**Aim of the task**
What is needed is an exact copy of all the data.

_____

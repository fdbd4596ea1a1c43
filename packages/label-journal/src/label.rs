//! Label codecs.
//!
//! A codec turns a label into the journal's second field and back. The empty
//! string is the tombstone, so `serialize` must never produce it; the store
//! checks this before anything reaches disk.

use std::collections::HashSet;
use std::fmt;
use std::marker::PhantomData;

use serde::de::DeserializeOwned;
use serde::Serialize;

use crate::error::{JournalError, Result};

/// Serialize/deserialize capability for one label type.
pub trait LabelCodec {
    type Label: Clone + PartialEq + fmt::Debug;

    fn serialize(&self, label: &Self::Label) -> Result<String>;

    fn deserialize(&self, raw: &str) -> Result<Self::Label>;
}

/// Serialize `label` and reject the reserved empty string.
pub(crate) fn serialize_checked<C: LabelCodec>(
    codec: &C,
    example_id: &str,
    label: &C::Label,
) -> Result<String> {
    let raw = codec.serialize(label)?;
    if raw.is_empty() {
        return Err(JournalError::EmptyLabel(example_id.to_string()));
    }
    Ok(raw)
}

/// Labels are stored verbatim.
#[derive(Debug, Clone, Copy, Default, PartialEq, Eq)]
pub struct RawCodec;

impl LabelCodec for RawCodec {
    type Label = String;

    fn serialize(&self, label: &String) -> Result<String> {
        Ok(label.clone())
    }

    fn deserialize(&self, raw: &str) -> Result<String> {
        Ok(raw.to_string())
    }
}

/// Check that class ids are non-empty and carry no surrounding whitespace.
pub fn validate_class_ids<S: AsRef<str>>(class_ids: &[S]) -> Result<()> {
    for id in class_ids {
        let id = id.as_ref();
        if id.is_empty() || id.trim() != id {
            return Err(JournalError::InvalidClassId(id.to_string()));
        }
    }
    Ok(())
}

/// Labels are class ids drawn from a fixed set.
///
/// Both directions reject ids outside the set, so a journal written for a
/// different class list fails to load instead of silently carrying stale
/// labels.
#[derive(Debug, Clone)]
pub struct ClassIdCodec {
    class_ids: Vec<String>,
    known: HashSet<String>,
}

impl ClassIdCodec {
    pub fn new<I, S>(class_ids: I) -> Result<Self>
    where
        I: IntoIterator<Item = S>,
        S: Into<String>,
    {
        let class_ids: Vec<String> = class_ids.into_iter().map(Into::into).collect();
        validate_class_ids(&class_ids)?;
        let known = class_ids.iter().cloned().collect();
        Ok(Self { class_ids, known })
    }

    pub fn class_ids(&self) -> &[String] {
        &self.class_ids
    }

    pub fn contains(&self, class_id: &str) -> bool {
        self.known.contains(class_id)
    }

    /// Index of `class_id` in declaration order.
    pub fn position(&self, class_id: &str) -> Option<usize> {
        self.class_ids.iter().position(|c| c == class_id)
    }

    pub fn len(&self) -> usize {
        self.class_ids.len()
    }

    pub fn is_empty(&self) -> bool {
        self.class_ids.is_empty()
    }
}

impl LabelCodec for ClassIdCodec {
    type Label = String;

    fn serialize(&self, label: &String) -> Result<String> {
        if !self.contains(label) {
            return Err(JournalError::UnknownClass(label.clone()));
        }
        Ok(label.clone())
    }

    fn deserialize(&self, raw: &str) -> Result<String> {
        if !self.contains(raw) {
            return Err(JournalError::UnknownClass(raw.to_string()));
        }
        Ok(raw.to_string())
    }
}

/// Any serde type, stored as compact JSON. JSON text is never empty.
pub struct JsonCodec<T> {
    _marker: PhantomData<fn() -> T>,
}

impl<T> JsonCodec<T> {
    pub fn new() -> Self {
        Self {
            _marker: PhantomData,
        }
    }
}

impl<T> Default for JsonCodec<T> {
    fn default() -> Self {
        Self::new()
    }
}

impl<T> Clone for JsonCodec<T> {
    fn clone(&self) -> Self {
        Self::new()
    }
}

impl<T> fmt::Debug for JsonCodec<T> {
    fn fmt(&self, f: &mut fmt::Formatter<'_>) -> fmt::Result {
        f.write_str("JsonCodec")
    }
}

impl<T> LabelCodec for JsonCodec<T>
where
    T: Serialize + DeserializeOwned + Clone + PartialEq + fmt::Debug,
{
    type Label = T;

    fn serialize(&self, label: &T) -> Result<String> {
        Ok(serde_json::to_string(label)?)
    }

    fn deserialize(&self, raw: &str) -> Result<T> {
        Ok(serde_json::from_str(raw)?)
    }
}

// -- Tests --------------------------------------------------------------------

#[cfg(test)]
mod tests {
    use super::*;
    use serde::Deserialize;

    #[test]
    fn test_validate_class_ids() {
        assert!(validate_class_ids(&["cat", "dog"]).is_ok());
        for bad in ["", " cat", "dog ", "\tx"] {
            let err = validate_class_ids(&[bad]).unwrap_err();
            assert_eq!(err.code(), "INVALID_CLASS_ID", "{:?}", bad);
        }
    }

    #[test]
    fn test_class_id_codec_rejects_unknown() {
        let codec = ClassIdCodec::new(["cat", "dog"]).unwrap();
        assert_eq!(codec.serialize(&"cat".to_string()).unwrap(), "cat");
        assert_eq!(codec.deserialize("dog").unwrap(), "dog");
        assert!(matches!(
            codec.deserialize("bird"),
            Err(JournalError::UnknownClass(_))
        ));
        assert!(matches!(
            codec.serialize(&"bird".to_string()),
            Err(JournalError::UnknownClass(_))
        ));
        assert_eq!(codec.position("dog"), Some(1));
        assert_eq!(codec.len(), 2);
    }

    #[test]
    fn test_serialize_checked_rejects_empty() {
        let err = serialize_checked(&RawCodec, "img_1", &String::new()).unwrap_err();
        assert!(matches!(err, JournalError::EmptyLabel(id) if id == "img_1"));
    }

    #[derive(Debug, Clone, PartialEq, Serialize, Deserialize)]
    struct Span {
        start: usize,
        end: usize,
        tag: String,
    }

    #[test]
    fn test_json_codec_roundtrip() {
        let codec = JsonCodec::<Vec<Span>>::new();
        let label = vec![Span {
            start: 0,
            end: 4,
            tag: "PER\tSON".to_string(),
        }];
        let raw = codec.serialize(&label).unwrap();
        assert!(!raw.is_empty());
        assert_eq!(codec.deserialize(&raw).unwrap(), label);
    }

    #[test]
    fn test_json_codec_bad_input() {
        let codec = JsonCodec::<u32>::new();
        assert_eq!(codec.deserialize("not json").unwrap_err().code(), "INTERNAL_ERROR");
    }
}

_____

**Answer to this exercise**
repository fdbd4596ea1a1c43
filename packages/label-journal/src/label.rs
//! Label codecs.
//!
//! A codec turns a label into the journal's second field and back. The empty
//! string is the tombstone, so `serialize` must never produce it; the store
//! checks this before anything reaches disk.

use std::collections::HashSet;
use std::fmt;
use std::marker::PhantomData;

use serde::de::DeserializeOwned;
use serde::Serialize;

use crate::error::{JournalError, Result};

/// Serialize/deserialize capability for one label type.
pub trait LabelCodec {
    type Label: Clone + PartialEq + fmt::Debug;

    fn serialize(&self, label: &Self::Label) -> Result<String>;

    fn deserialize(&self, raw: &str) -> Result<Self::Label>;
}

/// Serialize `label` and reject the reserved empty string.
pub(crate) fn serialize_checked<C: LabelCodec>(
    codec: &C,
    example_id: &str,
    label: &C::Label,
) -> Result<String> {
    let raw = codec.serialize(label)?;
    if raw.is_empty() {
        return Err(JournalError::EmptyLabel(example_id.to_string()));
    }
    Ok(raw)
}

/// Labels are stored verbatim.
#[derive(Debug, Clone, Copy, Default, PartialEq, Eq)]
pub struct RawCodec;

impl LabelCodec for RawCodec {
    type Label = String;

    fn serialize(&self, label: &String) -> Result<String> {
        Ok(label.clone())
    }

    fn deserialize(&self, raw: &str) -> Result<String> {
        Ok(raw.to_string())
    }
}

/// Check that class ids are non-empty and carry no surrounding whitespace.
pub fn validate_class_ids<S: AsRef<str>>(class_ids: &[S]) -> Result<()> {
    for id in class_ids {
        let id = id.as_ref();
        if id.is_empty() || id.trim() != id {
            return Err(JournalError::InvalidClassId(id.to_string()));
        }
    }
    Ok(())
}

/// Labels are class ids drawn from a fixed set.
///
/// Both directions reject ids outside the set, so a journal written for a
/// different class list fails to load instead of silently carrying stale
/// labels.
#[derive(Debug, Clone)]
pub struct ClassIdCodec {
    class_ids: Vec<String>,
    known: HashSet<String>,
}

impl ClassIdCodec {
    pub fn new<I, S>(class_ids: I) -> Result<Self>
    where
        I: IntoIterator<Item = S>,
        S: Into<String>,
    {
        let class_ids: Vec<String> = class_ids.into_iter().map(Into::into).collect();
        validate_class_ids(&class_ids)?;
        let known = class_ids.iter().cloned().collect();
        Ok(Self { class_ids, known })
    }

    pub fn class_ids(&self) -> &[String] {
        &self.class_ids
    }

    pub fn contains(&self, class_id: &str) -> bool {
        self.known.contains(class_id)
    }

    /// Index of `class_id` in declaration order.
    pub fn position(&self, class_id: &str) -> Option<usize> {
        self.class_ids.iter().position(|c| c == class_id)
    }

    pub fn len(&self) -> usize {
        self.class_ids.len()
    }

    pub fn is_empty(&self) -> bool {
        self.class_ids.is_empty()
    }
}

impl LabelCodec for ClassIdCodec {
    type Label = String;

    fn serialize(&self, label: &String) -> Result<String> {
        if !self.contains(label) {
            return Err(JournalError::UnknownClass(label.clone()));
        }
        Ok(label.clone())
    }

    fn deserialize(&self, raw: &str) -> Result<String> {
        if !self.contains(raw) {
            return Err(JournalError::UnknownClass(raw.to_string()));
        }
        Ok(raw.to_string())
    }
}

/// Any serde type, stored as compact JSON. JSON text is never empty.
pub struct JsonCodec<T> {
    _marker: PhantomData<fn() -> T>,
}

impl<T> JsonCodec<T> {
    pub fn new() -> Self {
        Self {
            _marker: PhantomData,
        }
    }
}

impl<T> Default for JsonCodec<T> {
    fn default() -> Self {
        Self::new()
    }
}

impl<T> Clone for JsonCodec<T> {
    fn clone(&self) -> Self {
        Self::new()
    }
}

impl<T> fmt::Debug for JsonCodec<T> {
    fn fmt(&self, f: &mut fmt::Formatter<'_>) -> fmt::Result {
        f.write_str("JsonCodec")
    }
}

impl<T> LabelCodec for JsonCodec<T>
where
    T: Serialize + DeserializeOwned + Clone + PartialEq + fmt::Debug,
{
    type Label = T;

    fn serialize(&self, label: &T) -> Result<String> {
        Ok(serde_json::to_string(label)?)
    }

    fn deserialize(&self, raw: &str) -> Result<T> {
        Ok(serde_json::from_str(raw)?)
    }
}

// -- Tests --------------------------------------------------------------------

#[cfg(test)]
mod tests {
    use super::*;
    use serde::Deserialize;

    #[test]
    fn test_validate_class_ids() {
        assert!(validate_class_ids(&["cat", "dog"]).is_ok());
        for bad in ["", " cat", "dog ", "\tx"] {
            let err = validate_class_ids(&[bad]).unwrap_err();
            assert_eq!(err.code(), "INVALID_CLASS_ID", "{:?}", bad);
        }
    }

    #[test]
    fn test_class_id_codec_rejects_unknown() {
        let codec = ClassIdCodec::new(["cat", "dog"]).unwrap();
        assert_eq!(codec.serialize(&"cat".to_string()).unwrap(), "cat");
        assert_eq!(codec.deserialize("dog").unwrap(), "dog");
        assert!(matches!(
            codec.deserialize("bird"),
            Err(JournalError::UnknownClass(_))
        ));
        assert!(matches!(
            codec.serialize(&"bird".to_string()),
            Err(JournalError::UnknownClass(_))
        ));
        assert_eq!(codec.position("dog"), Some(1));
        assert_eq!(codec.len(), 2);
    }

    #[test]
    fn test_serialize_checked_rejects_empty() {
        let err = serialize_checked(&RawCodec, "img_1", &String::new()).unwrap_err();
        assert!(matches!(err, JournalError::EmptyLabel(id) if id == "img_1"));
    }

    #[derive(Debug, Clone, PartialEq, Serialize, Deserialize)]
    struct Span {
        start: usize,
        end: usize,
        tag: String,
    }

    #[test]
    fn test_json_codec_roundtrip() {
        let codec = JsonCodec::<Vec<Span>>::new();
        let label = vec![Span {
            start: 0,
            end: 4,
            tag: "PER\tSON".to_string(),
        }];
        let raw = codec.serialize(&label).unwrap();
        assert!(!raw.is_empty());
        assert_eq!(codec.deserialize(&raw).unwrap(), label);
    }

    #[test]
    fn test_json_codec_bad_input() {
        let codec = JsonCodec::<u32>::new();
        assert_eq!(codec.deserialize("not json").unwrap_err().code(), "INTERNAL_ERROR");
    }
}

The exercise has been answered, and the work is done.